| INSTRUCTIONS TO FOLLOW |
Produce an exact copy of the lines from the line containing "assert_eq!(decode_sys_stats(&bytes), stats);" through the last line of the entries below, and only those lines.

| SUPPLIED MATERIAL |
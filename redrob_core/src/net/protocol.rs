//! Remote control wire protocol.
//!
//! Every request starts with a big-endian u16 command tag:
//!
//! | Tag | Command     | Payload | Reply                                   |
//! |-----|-------------|---------|-----------------------------------------|
//! | 1   | Steer       | u8      | none                                    |
//! | 2   | GetVoltage  | none    | u16 millivolts                          |
//! | 3   | Camera      | u8      | none                                    |
//! | 4   | GetSysStats | none    | u8 cpu, u32 mem kB, u16 irq, u32 uptime |
//!
//! All multi-byte fields are big-endian.

use std::io::{self, Read, Write};
use std::net::{Shutdown, TcpStream, ToSocketAddrs};
use std::time::Duration;

use thiserror::Error;

use crate::control::codes::{CameraCode, RcSteering};
use crate::error::RedrobResult;
use crate::hardware::sys_stat::SysStats;

pub const CMD_STEER: u16 = 1;
pub const CMD_GET_VOLTAGE: u16 = 2;
pub const CMD_CAMERA: u16 = 3;
pub const CMD_GET_SYS_STATS: u16 = 4;

/// Encoded size of a [`SysStats`] reply.
pub const SYS_STATS_WIRE_SIZE: usize = 11;

#[derive(Debug, Clone, Copy, PartialEq, Eq)]
pub enum ClientCommand {
    Steer(u8),
    GetVoltage,
    Camera(u8),
    GetSysStats,
}

/// Reasons a client session ends.
#[derive(Debug, Error)]
pub enum ProtocolError {
    #[error("Peer disconnected")]
    Disconnected,

    #[error("Unknown command tag {0}")]
    UnknownCommand(u16),

    #[error("IO error: {0}")]
    Io(#[from] io::Error),
}

fn read_exact<R: Read>(reader: &mut R, buf: &mut [u8]) -> Result<(), ProtocolError> {
    match reader.read_exact(buf) {
        Ok(()) => Ok(()),
        Err(e) if e.kind() == io::ErrorKind::UnexpectedEof => Err(ProtocolError::Disconnected),
        Err(e) => Err(ProtocolError::Io(e)),
    }
}

/// Read one request. Blocks until a full request arrived.
pub fn read_command<R: Read>(reader: &mut R) -> Result<ClientCommand, ProtocolError> {
    let mut tag = [0u8; 2];
    read_exact(reader, &mut tag)?;

    match u16::from_be_bytes(tag) {
        CMD_STEER => {
            let mut code = [0u8; 1];
            read_exact(reader, &mut code)?;
            Ok(ClientCommand::Steer(code[0]))
        }
        CMD_GET_VOLTAGE => Ok(ClientCommand::GetVoltage),
        CMD_CAMERA => {
            let mut code = [0u8; 1];
            read_exact(reader, &mut code)?;
            Ok(ClientCommand::Camera(code[0]))
        }
        CMD_GET_SYS_STATS => Ok(ClientCommand::GetSysStats),
        other => Err(ProtocolError::UnknownCommand(other)),
    }
}

/// Encode a request.
pub fn encode_command(command: ClientCommand) -> Vec<u8> {
    let mut bytes = Vec::with_capacity(3);
    match command {
        ClientCommand::Steer(code) => {
            bytes.extend_from_slice(&CMD_STEER.to_be_bytes());
            bytes.push(code);
        }
        ClientCommand::GetVoltage => bytes.extend_from_slice(&CMD_GET_VOLTAGE.to_be_bytes()),
        ClientCommand::Camera(code) => {
            bytes.extend_from_slice(&CMD_CAMERA.to_be_bytes());
            bytes.push(code);
        }
        ClientCommand::GetSysStats => bytes.extend_from_slice(&CMD_GET_SYS_STATS.to_be_bytes()),
    }
    bytes
}

pub fn encode_sys_stats(stats: &SysStats) -> [u8; SYS_STATS_WIRE_SIZE] {
    let mut out = [0u8; SYS_STATS_WIRE_SIZE];
    out[0] = stats.cpu_load;
    out[1..5].copy_from_slice(&stats.mem_used_kb.to_be_bytes());
    out[5..7].copy_from_slice(&stats.irq_count.to_be_bytes());
    out[7..11].copy_from_slice(&stats.uptime_s.to_be_bytes());
    out
}

pub fn decode_sys_stats(bytes: &[u8; SYS_STATS_WIRE_SIZE]) -> SysStats {
    SysStats {
        cpu_load: bytes[0],
        mem_used_kb: u32::from_be_bytes([bytes[1], bytes[2], bytes[3], bytes[4]]),
        irq_count: u16::from_be_bytes([bytes[5], bytes[6]]),
        uptime_s: u32::from_be_bytes([bytes[7], bytes[8], bytes[9], bytes[10]]),
    }
}

/// Volts to the millivolt value sent on the wire.
pub fn volts_to_millivolts(volts: f32) -> u16 {
    (volts * 1000.0) as u16
}

/// Blocking client speaking the remote control protocol.
pub struct RemoteClient {
    stream: TcpStream,
}

impl RemoteClient {
    pub fn connect(addr: impl ToSocketAddrs) -> RedrobResult<Self> {
        let stream = TcpStream::connect(addr)?;
        stream.set_nodelay(true)?;
        Ok(Self { stream })
    }

    /// Bound every reply wait by `timeout`.
    pub fn set_read_timeout(&self, timeout: Option<Duration>) -> RedrobResult<()> {
        Ok(self.stream.set_read_timeout(timeout)?)
    }

    pub fn steer(&mut self, steering: RcSteering) -> RedrobResult<()> {
        self.send(ClientCommand::Steer(steering.bits()))
    }

    pub fn camera(&mut self, code: CameraCode) -> RedrobResult<()> {
        self.send(ClientCommand::Camera(code.raw()))
    }

    /// Battery voltage in millivolts.
    pub fn get_voltage(&mut self) -> RedrobResult<u16> {
        self.send(ClientCommand::GetVoltage)?;
        let mut reply = [0u8; 2];
        self.stream.read_exact(&mut reply)?;
        Ok(u16::from_be_bytes(reply))
    }

    pub fn get_sys_stats(&mut self) -> RedrobResult<SysStats> {
        self.send(ClientCommand::GetSysStats)?;
        let mut reply = [0u8; SYS_STATS_WIRE_SIZE];
        self.stream.read_exact(&mut reply)?;
        Ok(decode_sys_stats(&reply))
    }

    /// Write raw bytes, for talking to the server off-protocol.
    pub fn send_raw(&mut self, bytes: &[u8]) -> RedrobResult<()> {
        Ok(self.stream.write_all(bytes)?)
    }

    /// Read raw bytes. Returns 0 once the server closed the connection.
    pub fn recv_raw(&mut self, buf: &mut [u8]) -> RedrobResult<usize> {
        Ok(self.stream.read(buf)?)
    }

    pub fn close(self) -> RedrobResult<()> {
        Ok(self.stream.shutdown(Shutdown::Both)?)
    }

    fn send(&mut self, command: ClientCommand) -> RedrobResult<()> {
        self.send_raw(&encode_command(command))
    }
}

#[cfg(test)]
mod tests {
    use super::*;
    use std::io::Cursor;

    #[test]
    fn test_read_commands_from_stream() {
        let mut bytes = Vec::new();
        bytes.extend(encode_command(ClientCommand::Steer(0x05)));
        bytes.extend(encode_command(ClientCommand::GetVoltage));
        bytes.extend(encode_command(ClientCommand::Camera(2)));
        bytes.extend(encode_command(ClientCommand::GetSysStats));
        assert_eq!(&bytes[..3], &[0x00, 0x01, 0x05]);

        let mut reader = Cursor::new(bytes);
        assert_eq!(read_command(&mut reader).unwrap(), ClientCommand::Steer(0x05));
        assert_eq!(read_command(&mut reader).unwrap(), ClientCommand::GetVoltage);
        assert_eq!(read_command(&mut reader).unwrap(), ClientCommand::Camera(2));
        assert_eq!(read_command(&mut reader).unwrap(), ClientCommand::GetSysStats);
        assert!(matches!(
            read_command(&mut reader),
            Err(ProtocolError::Disconnected)
        ));
    }

    #[test]
    fn test_unknown_tag() {
        let mut reader = Cursor::new(vec![0x00, 0x09]);
        assert!(matches!(
            read_command(&mut reader),
            Err(ProtocolError::UnknownCommand(9))
        ));
    }

    #[test]
    fn test_short_reads_are_disconnects() {
        // Half a tag
        let mut reader = Cursor::new(vec![0x00]);
        assert!(matches!(
            read_command(&mut reader),
            Err(ProtocolError::Disconnected)
        ));
        // Steer without its code byte
        let mut reader = Cursor::new(vec![0x00, 0x01]);
        assert!(matches!(
            read_command(&mut reader),
            Err(ProtocolError::Disconnected)
        ));
    }

    #[test]
    fn test_sys_stats_layout() {
        let stats = SysStats {
            cpu_load: 37,
            mem_used_kb: 0x0001_2345,
            irq_count: 0x0102,
            uptime_s: 86_400,
        };
        let bytes = encode_sys_stats(&stats);
        assert_eq!(
            bytes,
            [37, 0x00, 0x01, 0x23, 0x45, 0x01, 0x02, 0x00, 0x01, 0x51, 0x80]
        );
        assert_eq!(decode_sys_stats(&bytes), stats);
    }

    #[test]
    fn test_volts_to_millivolts() {
        assert_eq!(volts_to_millivolts(7.4), 7400);
        assert_eq!(volts_to_millivolts(0.0), 0);
        assert_eq!(volts_to_millivolts(-1.0), 0);
    }
}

| OUTPUT OF THE EXERCISE |
        assert_eq!(decode_sys_stats(&bytes), stats);
    }

    #[test]
    fn test_volts_to_millivolts() {
        assert_eq!(volts_to_millivolts(7.4), 7400);
        assert_eq!(volts_to_millivolts(0.0), 0);
        assert_eq!(volts_to_millivolts(-1.0), 0);
    }
}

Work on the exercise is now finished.